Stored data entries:
<<<<

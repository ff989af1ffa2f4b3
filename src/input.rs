use glam::Vec2;
use web_sys as web;

/// Pointer travel (canvas px) beyond which a press counts as a drag, not a click.
pub const CLICK_SLOP_PX: f32 = 4.0;

/// Tracks one pointer press so a release can be classified as click or drag.
#[derive(Default, Clone, Copy, Debug)]
pub struct PointerState {
    pub down: bool,
    pub last: Vec2,
    pub travel: f32,
}

impl PointerState {
    pub fn press(&mut self, at: Vec2) {
        self.down = true;
        self.last = at;
        self.travel = 0.0;
    }

    /// Record movement; returns the delta since the previous sample while pressed.
    pub fn move_to(&mut self, at: Vec2) -> Option<Vec2> {
        if !self.down {
            return None;
        }
        let delta = at - self.last;
        self.last = at;
        self.travel += delta.length();
        Some(delta)
    }

    /// End the press; `true` when it qualifies as a click.
    pub fn release(&mut self) -> bool {
        let was_click = self.down && self.travel <= CLICK_SLOP_PX;
        self.down = false;
        was_click
    }
}

// ---------------- Pointer helpers ----------------
#[inline]
pub fn pointer_canvas_px(ev: &web::MouseEvent, canvas: &web::HtmlCanvasElement) -> Vec2 {
    let rect = canvas.get_bounding_client_rect();
    let x_css = ev.client_x() as f32 - rect.left() as f32;
    let y_css = ev.client_y() as f32 - rect.top() as f32;
    css_to_backing(x_css, y_css, rect.width() as f32, rect.height() as f32, canvas)
}

#[inline]
fn css_to_backing(
    x_css: f32,
    y_css: f32,
    css_w: f32,
    css_h: f32,
    canvas: &web::HtmlCanvasElement,
) -> Vec2 {
    if css_w <= 0.0 || css_h <= 0.0 {
        return Vec2::ZERO;
    }
    Vec2::new(
        x_css / css_w * canvas.width() as f32,
        y_css / css_h * canvas.height() as f32,
    )
}

/// Normalize wheel deltas to notches; pixel-mode deltas are ~100 per notch.
#[inline]
pub fn wheel_notches(delta_y: f64, delta_mode: u32) -> f32 {
    match delta_mode {
        0 => (delta_y / 100.0) as f32, // DOM_DELTA_PIXEL
        1 => (delta_y / 3.0) as f32,   // DOM_DELTA_LINE
        _ => delta_y as f32,           // DOM_DELTA_PAGE
    }
}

>>>>

Wherever "height" turns up in the records, copy the whole line.

    css_to_backing(x_css, y_css, rect.width() as f32, rect.height() as f32, canvas)
        y_css / css_h * canvas.height() as f32,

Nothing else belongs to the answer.